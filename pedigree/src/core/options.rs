//! Tunable constants of the layout engine.

use crate::core::error::{PedigreeError, Result};
use serde::{Deserialize, Serialize};

/// Layout configuration. Every field has a default, so a JSON document only
/// needs to name the values it overrides.
#[derive(Debug, Clone, PartialEq, Serialize, Deserialize)]
#[serde(default)]
pub struct LayoutOptions {
    /// Number of median/transpose sweeps of the crossing reduction. This is
    /// the cap that bounds the ordering time on large inputs.
    pub max_ordering_iterations: usize,
    /// Stop the crossing reduction after this many sweeps without progress.
    pub max_no_change_iterations: usize,
    /// Cap on the number of transposition passes after each sweep.
    pub max_transpose_passes: usize,
    /// Number of (top-down, bottom-up) coordinate refinement rounds.
    pub max_xcoord_iterations: usize,
    /// Cap on the partner-sinking passes of the ranker.
    pub max_rank_iterations: usize,

    pub person_width: usize,
    pub non_person_width: usize,

    pub horizontal_person_separation: usize,
    pub horizontal_twin_separation: usize,
    pub horizontal_rel_rel_separation: usize,
    pub horizontal_rel_separation: usize,

    /// Vertical distance from a person rank to the childhub rank below it.
    pub y_distance_node_to_childhub: f64,
    /// Vertical distance from a childhub rank to the person rank below it.
    pub y_distance_childhub_to_node: f64,
}

impl Default for LayoutOptions {
    fn default() -> Self {
        Self {
            max_ordering_iterations: 24,
            max_no_change_iterations: 6,
            max_transpose_passes: 32,
            max_xcoord_iterations: 4,
            max_rank_iterations: 64,
            person_width: 10,
            non_person_width: 2,
            horizontal_person_separation: 10,
            horizontal_twin_separation: 8,
            horizontal_rel_rel_separation: 8,
            horizontal_rel_separation: 6,
            y_distance_node_to_childhub: 21.6,
            y_distance_childhub_to_node: 14.,
        }
    }
}

impl LayoutOptions {
    pub fn from_json(text: &str) -> Result<Self> {
        let options: LayoutOptions = serde_json::from_str(text)?;
        options.validate()?;
        Ok(options)
    }

    /// Reject configurations that cannot produce a drawing.
    pub fn validate(&self) -> Result<()> {
        let positive = [
            ("person_width", self.person_width),
            ("non_person_width", self.non_person_width),
            ("horizontal_person_separation", self.horizontal_person_separation),
            ("horizontal_twin_separation", self.horizontal_twin_separation),
            ("horizontal_rel_rel_separation", self.horizontal_rel_rel_separation),
            ("horizontal_rel_separation", self.horizontal_rel_separation),
        ];
        for (name, value) in positive {
            if value == 0 {
                return Err(PedigreeError::InvalidOptions(format!(
                    "{} must be positive",
                    name
                )));
            }
        }
        let heights = [
            ("y_distance_node_to_childhub", self.y_distance_node_to_childhub),
            ("y_distance_childhub_to_node", self.y_distance_childhub_to_node),
        ];
        for (name, value) in heights {
            if !value.is_finite() || value <= 0. {
                return Err(PedigreeError::InvalidOptions(format!(
                    "{} must be a positive number, got {}",
                    name, value
                )));
            }
        }
        if self.max_ordering_iterations == 0 {
            return Err(PedigreeError::InvalidOptions(
                "max_ordering_iterations must be at least 1".to_string(),
            ));
        }
        Ok(())
    }
}

#[test]
fn test_partial_override() {
    let opt =
        LayoutOptions::from_json(r#"{"horizontal_person_separation": 20}"#)
            .unwrap();
    assert_eq!(opt.horizontal_person_separation, 20);
    assert_eq!(opt.max_ordering_iterations, 24);
    assert_eq!(opt.person_width, 10);
}

#[test]
fn test_invalid_options() {
    let res = LayoutOptions::from_json(r#"{"y_distance_node_to_childhub": 0}"#);
    assert!(matches!(res, Err(PedigreeError::InvalidOptions(_))));
    let res = LayoutOptions::from_json(r#"{"person_width": 0}"#);
    assert!(res.is_err());
}

#[test]
fn test_zero_separation_is_rejected() {
    let res = LayoutOptions::from_json(
        r#"{"horizontal_person_separation": 0, "person_width": 1}"#,
    );
    assert!(matches!(res, Err(PedigreeError::InvalidOptions(_))));
    let res = LayoutOptions::from_json(r#"{"horizontal_rel_separation": 0}"#);
    assert!(matches!(res, Err(PedigreeError::InvalidOptions(_))));
    // Narrow vertices are fine as long as they are kept apart.
    assert!(LayoutOptions::from_json(r#"{"person_width": 1}"#).is_ok());
}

- - - - - - -

> **Activity**
Tell how many lines of the data above hold the string "validate". The number alone is the answer.

> **Task response**
2